Items from a data source:
________________________
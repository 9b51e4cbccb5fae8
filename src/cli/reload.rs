//! Asks a running daemon to reload its rules.

use crate::cli::common::{CliResult, DaemonLocation};
use crate::cli::stop::send_signal;
use clap::Args;
use nix::sys::signal::Signal;

/// Recompile the rules and restart the engine if they changed
#[derive(Debug, Clone, Args)]
pub struct ReloadArgs {
    #[command(flatten)]
    pub location: DaemonLocation,
}

impl ReloadArgs {
    /// Execute the reload command
    pub fn execute(&self) -> CliResult<()> {
        let (pid, _) = self.location.running_pid()?;
        send_signal(pid, Signal::SIGHUP)?;
        println!("Sent reload request to daemon (pid {pid})");
        Ok(())
    }
}
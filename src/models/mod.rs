//! Data models for layered keybinding rules.
//!
//! This module contains the in-memory rule set handed to the compiler.
//! Models are independent of file formats and of the daemon.

pub mod layer;
pub mod matcher;
pub mod rule;
pub mod ruleset;

// Re-export all model types
pub use layer::{Layer, Scope};
pub use matcher::AppMatcher;
pub use rule::{Action, BindingRule, FunctionCall, Predicate};
pub use ruleset::{RuleSet, DEFAULT_GLOBAL_LAYER_NAME};
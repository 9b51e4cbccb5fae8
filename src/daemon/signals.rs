//! Unix signal mapping for a foreground daemon.

use crate::daemon::control::DaemonHandle;
use std::io;
use tokio::signal::unix::{signal, SignalKind};
use tracing::info;

/// Maps SIGTERM and SIGINT to stop, SIGHUP to reload. Runs until aborted.
pub async fn forward_signals(handle: DaemonHandle) -> io::Result<()> {
    let mut terminate = signal(SignalKind::terminate())?;
    let mut interrupt = signal(SignalKind::interrupt())?;
    let mut hangup = signal(SignalKind::hangup())?;

    loop {
        tokio::select! {
            _ = terminate.recv() => {
                info!("Received SIGTERM, stopping");
                handle.stop();
            }
            _ = interrupt.recv() => {
                info!("Received SIGINT, stopping");
                handle.stop();
            }
            _ = hangup.recv() => {
                info!("Received SIGHUP, reloading rules");
                handle.reload();
            }
        }
    }
}
//! Prints the detected platform.

use crate::cli::common::{print_json, detector, CliError, CliResult, SessionArg};
use crate::platform::PlatformFacts;
use clap::Args;
use serde::Serialize;

/// Detect the display server, desktop, compositor and architecture
#[derive(Debug, Clone, Args)]
pub struct DetectArgs {
    /// Output as JSON
    #[arg(long)]
    pub json: bool,

    /// Assume this display server instead of detecting it
    #[arg(long, value_enum)]
    pub session: Option<SessionArg>,
}

#[derive(Debug, Serialize)]
struct DetectOutput<'a> {
    #[serde(flatten)]
    facts: &'a PlatformFacts,
    display_ready: bool,
}

impl DetectArgs {
    /// Execute the detect command
    pub fn execute(&self) -> CliResult<()> {
        let detector = detector(self.session);
        let facts = detector
            .detect()
            .map_err(|e| CliError::validation(e.to_string()))?;
        let display_ready = detector.display_ready(&facts);

        if self.json {
            return print_json(&DetectOutput {
                facts: &facts,
                display_ready,
            });
        }

        let capabilities: Vec<&str> = facts.capabilities.iter().map(String::as_str).collect();
        println!("Display server: {}", facts.display_server.as_str());
        println!("Desktop:        {}", facts.desktop_environment);
        println!("Compositor:     {}", facts.compositor);
        println!("Architecture:   {}", facts.architecture);
        println!(
            "Capabilities:   {}",
            if capabilities.is_empty() {
                "none".to_string()
            } else {
                capabilities.join(", ")
            }
        );
        println!(
            "Compatibility:  {}",
            if facts.compatibility_mode { "on" } else { "off" }
        );
        println!(
            "Display ready:  {}",
            if display_ready { "yes" } else { "no" }
        );
        Ok(())
    }
}
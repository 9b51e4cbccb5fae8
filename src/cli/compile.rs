//! Compiles a rules file to the engine configuration.

use crate::cli::common::{detector, rule_store, CliError, CliResult, DaemonLocation, SessionArg};
use crate::compiler::{CompileError, ConfigurationCompiler};
use crate::daemon::files::write_atomic;
use crate::store::RuleSetSource;
use clap::Args;
use std::path::PathBuf;

/// Compile rules for the current (or a chosen) session
#[derive(Debug, Clone, Args)]
pub struct CompileArgs {
    /// Rules file (default: ~/.config/macmap/rules.toml, then /etc/macmap/rules.toml)
    #[arg(short, long, value_name = "FILE")]
    pub rules: Option<PathBuf>,

    /// Write the configuration here instead of stdout
    #[arg(short, long, value_name = "FILE")]
    pub output: Option<PathBuf>,

    /// Print the SHA-256 digest of the configuration
    #[arg(long)]
    pub print_digest: bool,

    /// Compile for this display server instead of detecting it
    #[arg(long, value_enum)]
    pub session: Option<SessionArg>,

    #[command(flatten)]
    pub location: DaemonLocation,
}

impl CompileArgs {
    /// Execute the compile command
    pub fn execute(&self) -> CliResult<()> {
        let config = self.location.load_config()?;
        let store = rule_store(&config, self.rules.as_deref())?;
        let rules = store
            .load()
            .map_err(|e| CliError::validation(format!("{e:#}")))?;

        let facts = detector(self.session)
            .detect()
            .map_err(|e| CliError::validation(format!("{e} (use --session to choose one)")))?;

        let compiler = ConfigurationCompiler::shared().map_err(|e| CliError::io(e.to_string()))?;
        let artifact = compiler.compile(&rules, &facts).map_err(|e| match e {
            CompileError::InvalidRules(report) => {
                CliError::validation(report.format_message().trim_end().to_string())
            }
            other => CliError::io(other.to_string()),
        })?;

        match &self.output {
            Some(path) => {
                write_atomic(path, artifact.text.as_bytes()).map_err(|e| {
                    CliError::io(format!("Failed to write {}: {e}", path.display()))
                })?;
                eprintln!("Wrote {}", path.display());
            }
            None if !self.print_digest => print!("{}", artifact.text),
            None => {}
        }

        if self.print_digest {
            println!("{}", artifact.digest);
        }

        Ok(())
    }
}
//! End-to-end tests for the `macmap` binary.

use std::path::Path;
use std::process::{Command, Output};
use tempfile::TempDir;

mod fixtures;
use fixtures::*;

/// Path to the macmap binary
fn macmap_bin() -> &'static str {
    env!("CARGO_BIN_EXE_macmap")
}

/// Runs macmap with a settings file that does not exist, so defaults apply.
fn run(args: &[&str], scratch: &Path) -> Output {
    let config = scratch.join("config.toml");
    Command::new(macmap_bin())
        .args(args)
        .args(["--config", config.to_str().unwrap()])
        .env_remove("RUST_LOG")
        .output()
        .expect("Failed to execute command")
}

#[test]
fn test_validate_valid_rules() {
    let (rules, dir) = write_rules_file(FIREFOX_RULES_TOML);
    let output = run(&["validate", "--rules", rules.to_str().unwrap()], dir.path());

    assert_eq!(
        output.status.code(),
        Some(0),
        "stderr: {}",
        String::from_utf8_lossy(&output.stderr)
    );
    let stdout = String::from_utf8_lossy(&output.stdout);
    assert!(stdout.contains("passed"), "stdout: {stdout}");
}

#[test]
fn test_validate_invalid_rules_json() {
    let (rules, dir) = write_rules_file(INVALID_RULES_TOML);
    let output = run(
        &["validate", "--rules", rules.to_str().unwrap(), "--json"],
        dir.path(),
    );

    assert_eq!(output.status.code(), Some(1));
    let result: serde_json::Value =
        serde_json::from_slice(&output.stdout).expect("Should parse JSON output");
    assert_eq!(result["valid"], false);
    assert_eq!(result["rules"], 2);

    let errors = result["errors"].as_array().unwrap();
    assert_eq!(errors.len(), 2);
    assert_eq!(errors[0]["location"]["layer"], "Firefox");
    assert_eq!(errors[0]["location"]["rule"], 1);
    assert_eq!(errors[0]["location"]["trigger"], "Cmd+Banana");
    assert_eq!(errors[1]["location"]["rule"], 2);
}

#[test]
fn test_validate_malformed_file() {
    let (rules, dir) = write_rules_file("[[application]\nname = ");
    let output = run(
        &["validate", "--rules", rules.to_str().unwrap(), "--json"],
        dir.path(),
    );

    assert_eq!(output.status.code(), Some(1));
    let result: serde_json::Value = serde_json::from_slice(&output.stdout).unwrap();
    assert_eq!(result["valid"], false);
}

#[test]
fn test_validate_missing_explicit_file() {
    let dir = TempDir::new().unwrap();
    let missing = dir.path().join("nope.toml");
    let output = run(&["validate", "--rules", missing.to_str().unwrap()], dir.path());
    assert_eq!(output.status.code(), Some(1));
}

#[test]
fn test_compile_to_stdout() {
    let (rules, dir) = write_rules_file(FIREFOX_RULES_TOML);
    let output = run(
        &["compile", "--rules", rules.to_str().unwrap(), "--session", "x11"],
        dir.path(),
    );

    assert_eq!(
        output.status.code(),
        Some(0),
        "stderr: {}",
        String::from_utf8_lossy(&output.stderr)
    );
    let stdout = String::from_utf8_lossy(&output.stdout);
    assert!(stdout.contains("SESSION_TYPE = \"x11\""));
    assert!(stdout.contains("keymap(\"App: Firefox\", {"));
    assert!(stdout.contains("C(\"Super-t\"): C(\"C-t\"),"));
}

#[test]
fn test_compile_digest_is_stable() {
    let (rules, dir) = write_rules_file(FIREFOX_RULES_TOML);
    let args = [
        "compile",
        "--rules",
        rules.to_str().unwrap(),
        "--session",
        "wayland",
        "--print-digest",
    ];

    let first = run(&args, dir.path());
    let second = run(&args, dir.path());
    assert_eq!(first.status.code(), Some(0));

    let digest = String::from_utf8_lossy(&first.stdout).trim().to_string();
    assert_eq!(digest.len(), 64);
    assert!(digest.chars().all(|c| c.is_ascii_hexdigit()));
    assert_eq!(first.stdout, second.stdout);
}

#[test]
fn test_compile_to_file() {
    let (rules, dir) = write_rules_file(FIREFOX_RULES_TOML);
    let out = dir.path().join("out").join("config.py");
    let output = run(
        &[
            "compile",
            "--rules",
            rules.to_str().unwrap(),
            "--session",
            "x11",
            "--output",
            out.to_str().unwrap(),
        ],
        dir.path(),
    );

    assert_eq!(output.status.code(), Some(0));
    assert!(output.stdout.is_empty());
    let text = std::fs::read_to_string(&out).unwrap();
    assert!(text.contains("keymap(\"App: Firefox\""));
}

#[test]
fn test_compile_invalid_rules() {
    let (rules, dir) = write_rules_file(INVALID_RULES_TOML);
    let output = run(
        &["compile", "--rules", rules.to_str().unwrap(), "--session", "x11"],
        dir.path(),
    );

    assert_eq!(output.status.code(), Some(1));
    let stderr = String::from_utf8_lossy(&output.stderr);
    assert!(stderr.contains("Cmd+Banana"), "stderr: {stderr}");
    assert!(output.stdout.is_empty());
}

#[test]
fn test_detect_forced_session_json() {
    let output = Command::new(macmap_bin())
        .args(["detect", "--session", "wayland", "--json"])
        .env("XDG_CURRENT_DESKTOP", "Hyprland")
        .env("HYPRLAND_INSTANCE_SIGNATURE", "abc")
        .output()
        .expect("Failed to execute command");

    assert_eq!(output.status.code(), Some(0));
    let facts: serde_json::Value = serde_json::from_slice(&output.stdout).unwrap();
    assert_eq!(facts["display_server"], "wayland");
    assert_eq!(facts["desktop_environment"], "hyprland");
    assert_eq!(facts["compositor"], "hyprland");
    assert!(facts["display_ready"].is_boolean());
}

#[test]
fn test_status_without_daemon() {
    let dir = TempDir::new().unwrap();
    let runtime = dir.path().join("run");
    let output = run(
        &["status", "--runtime-dir", runtime.to_str().unwrap()],
        dir.path(),
    );
    assert_eq!(output.status.code(), Some(3));
}

#[test]
fn test_stop_and_reload_without_daemon() {
    let dir = TempDir::new().unwrap();
    let runtime = dir.path().join("run");

    for command in ["stop", "reload"] {
        let output = run(
            &[command, "--runtime-dir", runtime.to_str().unwrap()],
            dir.path(),
        );
        assert_eq!(output.status.code(), Some(3), "{command} should report no daemon");
    }
}

#[test]
fn test_help_lists_commands() {
    let output = Command::new(macmap_bin())
        .arg("--help")
        .output()
        .expect("Failed to execute command");

    assert_eq!(output.status.code(), Some(0));
    let stdout = String::from_utf8_lossy(&output.stdout);
    for command in ["run", "stop", "reload", "status", "compile", "validate", "detect"] {
        assert!(stdout.contains(command), "missing {command} in help");
    }
}

#[test]
fn test_run_dry_run_until_stopped() {
    let (rules, dir) = write_rules_file(FIREFOX_RULES_TOML);
    let runtime = dir.path().join("run");
    let config = dir.path().join("config.toml");

    let mut daemon = Command::new(macmap_bin())
        .args(["run", "--dry-run", "--no-watch"])
        .args(["--rules", rules.to_str().unwrap()])
        .args(["--runtime-dir", runtime.to_str().unwrap()])
        .args(["--config", config.to_str().unwrap()])
        .env_remove("RUST_LOG")
        .env_remove("WAYLAND_DISPLAY")
        .env_remove("XDG_SESSION_TYPE")
        .env("DISPLAY", "remote.example:0")
        .stdout(std::process::Stdio::null())
        .stderr(std::process::Stdio::null())
        .spawn()
        .expect("Failed to start daemon");

    let status_path = runtime.join("status.json");
    let deadline = std::time::Instant::now() + std::time::Duration::from_secs(10);
    let mut running = false;
    while std::time::Instant::now() < deadline {
        if let Ok(text) = std::fs::read_to_string(&status_path) {
            if let Ok(status) = serde_json::from_str::<serde_json::Value>(&text) {
                if status["state"] == "running" {
                    running = true;
                    break;
                }
            }
        }
        std::thread::sleep(std::time::Duration::from_millis(50));
    }
    if !running {
        let _ = daemon.kill();
    }
    assert!(running, "daemon never reported running");
    assert!(runtime.join("config.py").exists());

    let output = run(
        &["stop", "--wait", "--runtime-dir", runtime.to_str().unwrap()],
        dir.path(),
    );
    assert_eq!(output.status.code(), Some(0));
    assert_eq!(daemon.wait().unwrap().code(), Some(0));
}
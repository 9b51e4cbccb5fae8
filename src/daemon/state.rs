//! Daemon and engine state, and the read-only status snapshot.

use crate::error::FailureReason;
use crate::platform::PlatformFacts;
use chrono::{DateTime, Utc};
use serde::{Deserialize, Serialize};
use std::fmt;
use std::path::PathBuf;

/// Session daemon state machine.
#[derive(Debug, Clone, Copy, PartialEq, Eq, Serialize, Deserialize)]
#[serde(rename_all = "snake_case")]
pub enum DaemonState {
    /// Created, not started
    Idle,
    /// Detecting the platform and polling display readiness
    WaitingForDisplay,
    /// Loading rules and compiling the artifact
    Compiling,
    /// Spawning the engine
    Launching,
    /// Engine up and supervised
    Running,
    /// Waiting to relaunch the engine
    Restarting,
    /// Stopping the engine
    ShuttingDown,
    /// Finished cleanly
    Stopped,
    /// Finished with a fatal error
    Failed(FailureReason),
}

impl DaemonState {
    /// True for `Stopped` and `Failed`.
    #[must_use]
    pub const fn is_terminal(self) -> bool {
        matches!(self, Self::Stopped | Self::Failed(_))
    }
}

impl fmt::Display for DaemonState {
    fn fmt(&self, f: &mut fmt::Formatter<'_>) -> fmt::Result {
        match self {
            Self::Idle => write!(f, "Idle"),
            Self::WaitingForDisplay => write!(f, "Waiting for display"),
            Self::Compiling => write!(f, "Compiling"),
            Self::Launching => write!(f, "Launching"),
            Self::Running => write!(f, "Running"),
            Self::Restarting => write!(f, "Restarting"),
            Self::ShuttingDown => write!(f, "Shutting down"),
            Self::Stopped => write!(f, "Stopped"),
            Self::Failed(reason) => write!(f, "Failed ({reason})"),
        }
    }
}

/// Lifecycle of the current engine process.
#[derive(Debug, Clone, Copy, PartialEq, Eq, Serialize, Deserialize, Default)]
#[serde(rename_all = "snake_case")]
pub enum EngineState {
    /// No process yet
    #[default]
    NotStarted,
    /// Spawned, inside the startup grace window
    Starting,
    /// Past the grace window
    Running,
    /// Stop requested
    Stopping,
    /// Exited after a stop request or a clean exit
    Stopped,
    /// Exited unexpectedly or failed to spawn
    Failed,
}

impl fmt::Display for EngineState {
    fn fmt(&self, f: &mut fmt::Formatter<'_>) -> fmt::Result {
        match self {
            Self::NotStarted => write!(f, "not started"),
            Self::Starting => write!(f, "starting"),
            Self::Running => write!(f, "running"),
            Self::Stopping => write!(f, "stopping"),
            Self::Stopped => write!(f, "stopped"),
            Self::Failed => write!(f, "failed"),
        }
    }
}

/// Engine process bookkeeping, owned by the control loop.
#[derive(Debug, Clone, PartialEq, Eq, Serialize, Deserialize, Default)]
pub struct EngineProcessState {
    /// Lifecycle state
    pub state: EngineState,
    /// OS pid of the current process
    pub pid: Option<u32>,
    /// When the current process was spawned
    pub started_at: Option<DateTime<Utc>>,
    /// Relaunches since the daemon started
    pub restart_count: u32,
    /// Exit code of the previous process, if it exited normally
    pub last_exit_code: Option<i32>,
}

/// Point-in-time copy of the daemon's state for external readers.
#[derive(Debug, Clone, PartialEq, Eq, Serialize, Deserialize)]
pub struct StatusSnapshot {
    /// Daemon state
    pub state: DaemonState,
    /// Engine process
    pub engine: EngineProcessState,
    /// Digest of the artifact in effect
    pub artifact_digest: Option<String>,
    /// Where the artifact is written
    pub artifact_path: PathBuf,
    /// Detected platform, once known
    pub facts: Option<PlatformFacts>,
    /// Most recent error, recoverable or fatal
    pub last_error: Option<String>,
    /// Where rules are read from
    pub rules_source: String,
    /// Daemon process id
    pub daemon_pid: u32,
    /// Time of this snapshot
    pub updated_at: DateTime<Utc>,
}

impl StatusSnapshot {
    /// Snapshot of a daemon that has not started.
    #[must_use]
    pub fn idle(artifact_path: PathBuf, rules_source: String) -> Self {
        Self {
            state: DaemonState::Idle,
            engine: EngineProcessState::default(),
            artifact_digest: None,
            artifact_path,
            facts: None,
            last_error: None,
            rules_source,
            daemon_pid: std::process::id(),
            updated_at: Utc::now(),
        }
    }
}
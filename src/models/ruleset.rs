//! The complete layered keybinding specification.

use crate::models::layer::{Layer, Scope};
use anyhow::Result;
use serde::{Deserialize, Serialize};
use std::collections::HashSet;

/// Name of the user global layer when none is given.
pub const DEFAULT_GLOBAL_LAYER_NAME: &str = "Global shortcuts";

/// Layered rule specification, before compilation.
///
/// Absence is always an empty collection, never a missing field.
///
/// # Validation
///
/// - Application layer names are non-empty and unique (case-sensitive)
/// - Application layers have `PerApplication` scope
/// - Conditional layers have `Conditional` scope
/// - The global layer has `Global` scope
/// - Every layer passes [`Layer::validate`]
#[derive(Debug, Clone, PartialEq, Eq, Serialize, Deserialize)]
pub struct RuleSet {
    /// Emit the built-in Mac-style defaults first
    pub base_layer_enabled: bool,
    /// Per-application layers, in insertion order
    pub application_layers: Vec<Layer>,
    /// Predicate-scoped layers, in declaration order
    pub conditional_layers: Vec<Layer>,
    /// Unscoped user rules
    pub global_layer: Layer,
    /// Trusted trailing fragment, emitted verbatim
    pub raw_appendix: String,
}

impl Default for RuleSet {
    fn default() -> Self {
        Self {
            base_layer_enabled: true,
            application_layers: Vec::new(),
            conditional_layers: Vec::new(),
            global_layer: Layer::global(DEFAULT_GLOBAL_LAYER_NAME),
            raw_appendix: String::new(),
        }
    }
}

impl RuleSet {
    /// Creates a rule set with no user rules and the base layer toggled.
    #[must_use]
    pub fn new(base_layer_enabled: bool) -> Self {
        Self {
            base_layer_enabled,
            ..Self::default()
        }
    }

    /// Appends an application layer, rejecting duplicate names.
    pub fn add_application_layer(&mut self, layer: Layer) -> Result<()> {
        if !matches!(layer.scope, Scope::PerApplication(_)) {
            anyhow::bail!("Layer '{}' is not scoped to an application", layer.name);
        }
        if self.application_layer(&layer.name).is_some() {
            anyhow::bail!("Duplicate application layer '{}'", layer.name);
        }
        self.application_layers.push(layer);
        Ok(())
    }

    /// Looks up an application layer by its exact name.
    #[must_use]
    pub fn application_layer(&self, name: &str) -> Option<&Layer> {
        self.application_layers.iter().find(|l| l.name == name)
    }

    /// Appends a conditional layer.
    pub fn add_conditional_layer(&mut self, layer: Layer) -> Result<()> {
        if !matches!(layer.scope, Scope::Conditional(_)) {
            anyhow::bail!("Layer '{}' has no condition", layer.name);
        }
        self.conditional_layers.push(layer);
        Ok(())
    }

    /// Iterates every user layer in emission order.
    pub fn user_layers(&self) -> impl Iterator<Item = &Layer> {
        self.application_layers
            .iter()
            .chain(self.conditional_layers.iter())
            .chain(std::iter::once(&self.global_layer))
    }

    /// Total number of user rules across all layers.
    #[must_use]
    pub fn rule_count(&self) -> usize {
        self.user_layers().map(|l| l.rules.len()).sum()
    }

    /// Validates every structural invariant of the model.
    pub fn validate(&self) -> Result<()> {
        let mut seen = HashSet::new();
        for layer in &self.application_layers {
            if layer.name.is_empty() {
                anyhow::bail!("Application identifier cannot be empty");
            }
            if !seen.insert(layer.name.as_str()) {
                anyhow::bail!("Duplicate application layer '{}'", layer.name);
            }
            if !matches!(layer.scope, Scope::PerApplication(_)) {
                anyhow::bail!("Layer '{}' is not scoped to an application", layer.name);
            }
            layer.validate()?;
        }

        for layer in &self.conditional_layers {
            if !matches!(layer.scope, Scope::Conditional(_)) {
                anyhow::bail!("Layer '{}' has no condition", layer.name);
            }
            layer.validate()?;
        }

        if self.global_layer.scope != Scope::Global {
            anyhow::bail!("Global layer '{}' must have global scope", self.global_layer.name);
        }
        self.global_layer.validate()
    }
}

#[cfg(test)]
mod tests {
    use super::*;
    use crate::models::rule::{BindingRule, Predicate};

    #[test]
    fn test_default_enables_base_layer() {
        let rules = RuleSet::default();
        assert!(rules.base_layer_enabled);
        assert!(rules.application_layers.is_empty());
        assert_eq!(rules.global_layer.name, DEFAULT_GLOBAL_LAYER_NAME);
        assert!(rules.raw_appendix.is_empty());
        assert!(rules.validate().is_ok());
    }

    #[test]
    fn test_application_names_are_case_sensitive() {
        let mut rules = RuleSet::new(false);
        rules.add_application_layer(Layer::application("Firefox")).unwrap();
        rules.add_application_layer(Layer::application("firefox")).unwrap();
        assert!(rules.add_application_layer(Layer::application("Firefox")).is_err());
        assert_eq!(rules.application_layers.len(), 2);
    }

    #[test]
    fn test_add_application_layer_rejects_other_scopes() {
        let mut rules = RuleSet::new(false);
        assert!(rules.add_application_layer(Layer::global("Oops")).is_err());
        assert!(rules
            .add_conditional_layer(Layer::application("Firefox"))
            .is_err());
    }

    #[test]
    fn test_insertion_order_preserved() {
        let mut rules = RuleSet::new(true);
        for name in ["Zed", "Alacritty", "Firefox"] {
            rules.add_application_layer(Layer::application(name)).unwrap();
        }
        let names: Vec<_> = rules.application_layers.iter().map(|l| l.name.as_str()).collect();
        assert_eq!(names, vec!["Zed", "Alacritty", "Firefox"]);
    }

    #[test]
    fn test_validate_catches_duplicates_added_directly() {
        let mut rules = RuleSet::new(true);
        rules.application_layers.push(Layer::application("Kitty"));
        rules.application_layers.push(Layer::application("Kitty"));
        assert!(rules.validate().is_err());
    }

    #[test]
    fn test_validate_empty_identifier() {
        let mut rules = RuleSet::new(true);
        rules.application_layers.push(Layer::application(""));
        assert!(rules.validate().is_err());
    }

    #[test]
    fn test_rule_count_and_user_layers() {
        let mut rules = RuleSet::new(false);
        rules
            .add_application_layer(
                Layer::application("Firefox").with_rule(BindingRule::new("Cmd+T", "Ctrl+T")),
            )
            .unwrap();
        rules
            .add_conditional_layer(
                Layer::conditional("Night", Predicate::Hours { from: 22, to: 6 })
                    .with_rule(BindingRule::new("Cmd+Q", "Esc")),
            )
            .unwrap();
        rules.global_layer.add_rule(BindingRule::new("Cmd+Space", "Alt+F2"));

        assert_eq!(rules.rule_count(), 3);
        let order: Vec<_> = rules.user_layers().map(|l| l.name.as_str()).collect();
        assert_eq!(order, vec!["Firefox", "Night", DEFAULT_GLOBAL_LAYER_NAME]);
    }
}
________________________
_Task to carry out_. Find every line in the records that has the word "compositor". Copy those lines.

_Answer for this exercise_.
/// Detect the display server, desktop, compositor and architecture
        println!("Compositor:     {}", facts.compositor);
    assert_eq!(facts["compositor"], "hyprland");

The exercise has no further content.